In one scene, Elliot seeks shelter in a “model home” where everything (even the wine) is made of plastic. A sign outside states “YOU DESERVE THIS.” The whole world is trying to force order upon Elliot, to make him accept even his own contentment as something he should take charge of, and he can’t face it. In another scene, he sings a jaunty tune in a weird falsetto to prove that he’s “normal” (coming across as anything but). He becomes increasingly abstracted from the world as the film goes on and the pressure increases to take charge of his life. It’s a clear metaphor for the ever-creeping shadow of depression; the frustration of knowing what to do in theory but being unable to bring order to the chaos of the mind. As the film progresses, slowing the pace, paring down the characters, stripping Elliot of almost everyone around him, leaving him no one and nothing to turn to, his surrender to the void seems almost inevitable. Each shot gets wider and lasts longer, expanding to the point where the emptiness is tangible. Tak Fujimoto (of Badlands fame)’s cinematography here is a breathtakingly poignant translation of a director’s very difficult vision.
The final scenes are heartbreaking. Even when I watched them again recently to write this piece, I’m sure I almost forgot to breathe. Elliot and Alma sit in separate houses, communicating through an old talking tube that goes under the ground. It’s symbolic of the separation that the suicidally depressed feel from those who love them; Elliot wants to relate but can’t. The doors aren’t locked, there’s nothing standing between them except the air – the air that, if they go out into it, may cause him to kill himself. The abstract mental chaos that could tip him over the edge. When they take the plunge and walk towards one another to embrace in slow motion, it’s a revelatory, deeply moving moment, as positive a message as one could take from a film so achingly melancholy.
Things work out for them and the “happening” stops as quickly as it started. There is no reason for anything. Sometimes things happen. Sometimes people die. Sometimes they don’t. The world is cruel, unfair, without rules or structure. We can only try our best to survive (which brings us full circle – The Happening is in fact the survival movie we were promised, just deconstructed and reassembled into something entirely new). Yet the very last scene in the film – everything beginning again in Paris – leaves the viewer caught in an existential loop. A disconnection from reality can strike anywhere, to anyone, at any time. Life is precious and all too fragile. A thought as comforting as it is terrifying.

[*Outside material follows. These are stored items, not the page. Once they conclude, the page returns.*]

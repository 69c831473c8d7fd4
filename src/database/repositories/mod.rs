//! Repository traits and SQLx implementations.

pub mod subscription;
pub mod user;
pub mod video;

pub use subscription::{ChannelProfileRow, SqlxSubscriptionRepository, SubscriptionRepository};
pub use user::{SqlxUserRepository, UserRepository};
pub use video::{SqlxVideoRepository, VideoRepository, WatchHistoryRow};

The script here is so carefully constructed, so multi-layered and so rhythmic it’s almost poetry. The fact that much of the dialogue was deemed simply ridiculous by audiences saddens me because every word feels so perfectly in place. The opening line of the film is “I forgot where I am”. Anyone who’s experienced depression need look no further than this beautifully crafted sentence to understand the nature of Shyamalan’s vision here. To create a big budget Hollywood genre film from such a sad place is not commonplace behavior and for that alone, The Happening should be re-evaluated and appreciated.
It is beautiful, bold, quietly devastating and nothing like any other film ever made. If only every “embarrassing flop” could be so flawless.